I don’t really know what went down on that phone call that Sal made to the guy, but I imagine he was forceful, yet polite. But that is the way Sal has been from the beginning. He has been extremely passionate and even protective of the entire synthpop scene and A Different Drum. He has the largest collection of CD’s I’ve ever seen in one place, and he treasures them, just like I treasure his friendship. He has often asked me, “So Todd, how many CD’s to you have now?” I just laugh and reply, “Not nearly as many as you do.”
“Oh, come on! You have tens of thousands of CD’s!”
“Yes, but I have thousands of copies of the same thing. Hundreds of this one, hundreds of that one, a thousand of another. But every disc is unique in your collection.”
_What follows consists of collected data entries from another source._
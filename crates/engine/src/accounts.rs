//! The module contains the `Account` struct and its storage model.

use chrono::{DateTime, Utc};
use sea_orm::entity::{ActiveValue, prelude::*};

use crate::{
    AccountType, Currency, EngineError, FieldTable, PatchField, ResultEngine, ops::Owned,
    util::{normalize_optional_text, normalize_required_name, parse_stored},
};

/// An account.
///
/// An account is where money is kept: cash, a bank account, an e-wallet or a
/// credit card. Its balance moves only through direct edits and transfers.
#[derive(Clone, Debug, PartialEq, Eq)]
pub struct Account {
    pub id: String,
    pub user_id: String,
    pub name: String,
    pub kind: AccountType,
    pub balance: i64,
    pub currency: Currency,
    pub color: Option<String>,
    pub icon: Option<String>,
    /// `false` once the account has been (soft) deleted.
    pub is_active: bool,
    pub created_at: DateTime<Utc>,
    pub updated_at: DateTime<Utc>,
}

pub const FIELDS: FieldTable<Column> = FieldTable::new(
    "account",
    &[
        ("id", "id", Column::Id),
        ("userId", "user_id", Column::UserId),
        ("name", "name", Column::Name),
        ("type", "type", Column::Kind),
        ("balance", "balance", Column::Balance),
        ("currency", "currency", Column::Currency),
        ("color", "color", Column::Color),
        ("icon", "icon", Column::Icon),
        ("isActive", "is_active", Column::IsActive),
        ("createdAt", "created_at", Column::CreatedAt),
        ("updatedAt", "updated_at", Column::UpdatedAt),
    ],
);

#[derive(Clone, Debug, PartialEq, DeriveEntityModel)]
#[sea_orm(table_name = "accounts")]
pub struct Model {
    #[sea_orm(primary_key, auto_increment = false)]
    pub id: String,
    pub user_id: String,
    pub name: String,
    #[sea_orm(column_name = "type")]
    pub kind: String,
    pub balance: i64,
    pub currency: String,
    pub color: Option<String>,
    pub icon: Option<String>,
    pub is_active: bool,
    pub created_at: DateTimeUtc,
    pub updated_at: DateTimeUtc,
}

#[derive(Copy, Clone, Debug, EnumIter, DeriveRelation)]
pub enum Relation {}

impl ActiveModelBehavior for ActiveModel {}

impl Owned for Entity {
    const LABEL: &'static str = "account";

    fn id_column() -> Column {
        Column::Id
    }

    fn owner_column() -> Column {
        Column::UserId
    }
}

impl TryFrom<Model> for Account {
    type Error = EngineError;

    fn try_from(model: Model) -> ResultEngine<Self> {
        Ok(Self {
            kind: parse_stored(&model.kind)?,
            currency: parse_stored(&model.currency)?,
            id: model.id,
            user_id: model.user_id,
            name: model.name,
            balance: model.balance,
            color: model.color,
            icon: model.icon,
            is_active: model.is_active,
            created_at: model.created_at,
            updated_at: model.updated_at,
        })
    }
}

/// Updatable account fields.
#[derive(Clone, Debug, PartialEq)]
pub enum AccountField {
    Name(String),
    Kind(AccountType),
    /// Direct balance edit.
    Balance(i64),
    Currency(Currency),
    Color(Option<String>),
    Icon(Option<String>),
    IsActive(bool),
}

impl PatchField<ActiveModel> for AccountField {
    fn name(&self) -> &'static str {
        match self {
            Self::Name(_) => "name",
            Self::Kind(_) => "type",
            Self::Balance(_) => "balance",
            Self::Currency(_) => "currency",
            Self::Color(_) => "color",
            Self::Icon(_) => "icon",
            Self::IsActive(_) => "isActive",
        }
    }

    fn validate(&self) -> ResultEngine<()> {
        if let Self::Name(name) = self {
            normalize_required_name(name, "account")?;
        }
        Ok(())
    }

    fn apply(self, model: &mut ActiveModel) {
        match self {
            Self::Name(name) => model.name = ActiveValue::Set(name.trim().to_string()),
            Self::Kind(kind) => model.kind = ActiveValue::Set(kind.as_str().to_string()),
            Self::Balance(balance) => model.balance = ActiveValue::Set(balance),
            Self::Currency(currency) => {
                model.currency = ActiveValue::Set(currency.as_str().to_string())
            }
            Self::Color(color) => {
                model.color = ActiveValue::Set(normalize_optional_text(color.as_deref()))
            }
            Self::Icon(icon) => {
                model.icon = ActiveValue::Set(normalize_optional_text(icon.as_deref()))
            }
            Self::IsActive(active) => model.is_active = ActiveValue::Set(active),
        }
        model.updated_at = ActiveValue::Set(Utc::now());
    }
}

#[cfg(test)]
mod tests {
    use super::*;

    fn model() -> Model {
        Model {
            id: "a1".to_string(),
            user_id: "u1".to_string(),
            name: "BCA".to_string(),
            kind: "e-wallet".to_string(),
            balance: 100_000,
            currency: "IDR".to_string(),
            color: None,
            icon: None,
            is_active: true,
            created_at: Utc::now(),
            updated_at: Utc::now(),
        }
    }

    #[test]
    fn model_converts_into_typed_account() {
        let account = Account::try_from(model()).unwrap();
        assert_eq!(account.kind, AccountType::EWallet);
        assert_eq!(account.currency, Currency::Idr);
    }

    #[test]
    fn unknown_stored_type_is_rejected() {
        let mut bad = model();
        bad.kind = "brokerage".to_string();
        assert!(Account::try_from(bad).is_err());
    }

    #[test]
    fn patch_touches_only_supplied_columns() {
        let mut active = ActiveModel {
            id: ActiveValue::Unchanged("a1".to_string()),
            ..Default::default()
        };
        AccountField::Name("  Jago ".to_string()).apply(&mut active);
        assert_eq!(active.name, ActiveValue::Set("Jago".to_string()));
        assert_eq!(active.balance, ActiveValue::NotSet);
        assert!(matches!(active.updated_at, ActiveValue::Set(_)));
    }

    #[test]
    fn blank_name_fails_validation() {
        assert!(matches!(
            AccountField::Name(" ".to_string()).validate(),
            Err(EngineError::InvalidName(_))
        ));
    }
}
“True, true. But you still own them.”
There is also Ken D. in Canada, who I’ve been privileged to meet in person and who has called and talked to me all these years. He also has a huge collection, complete with concert bootlegs and videos that I have never seen before. He is more selective than Sal, but feels a very compelling drive to fill any hole in his collection if it comes to a band that he loves. He and others like him have filled their lives with music, and have shared parts of their lives with me. I remember a customer who used to mail me mix CD’s that he made of his favorite songs and artists. Then he asked me what kind of music my wife enjoyed. When I told him, he then made her several mix CD’s of just the kinds of things she liked. It was his little way of giving back and sharing the music that brought him joy. With one CD that he mailed, he included a note that thanked me for all the CD’s he had found and purchased from my store. He told me that he had been diagnosed HIV positive, and that the music had kept his hopes and even his body alive at times when he had thought the end was near. He felt like the music was better than any other medication, and he had been grateful to have found A Different Drum. At the times when I felt like I was throwing my life away and risking the well-being of my family because of my belief that I could make something of my business, it was letters and comments like that which kept me going. It convinced me that the financial side didn’t always have to add up, as long as the human side did.
There are many more similar experiences that began with quick emails and telephone calls from that little store. I’ve laughed myself to tears in lighthearted conversations about not only music, but about life, all because I was chasing a dream, and was too stubborn to quit. That is probably why I’m still here, typing this update and this history– because despite the fact that A Different Drum has faded from its prominent position in a synthpop scene that may itself be fading into the noisy background of a myriad sounds that flood the internet and the airwaves…I’m too stubborn to just close the door on that old store completely.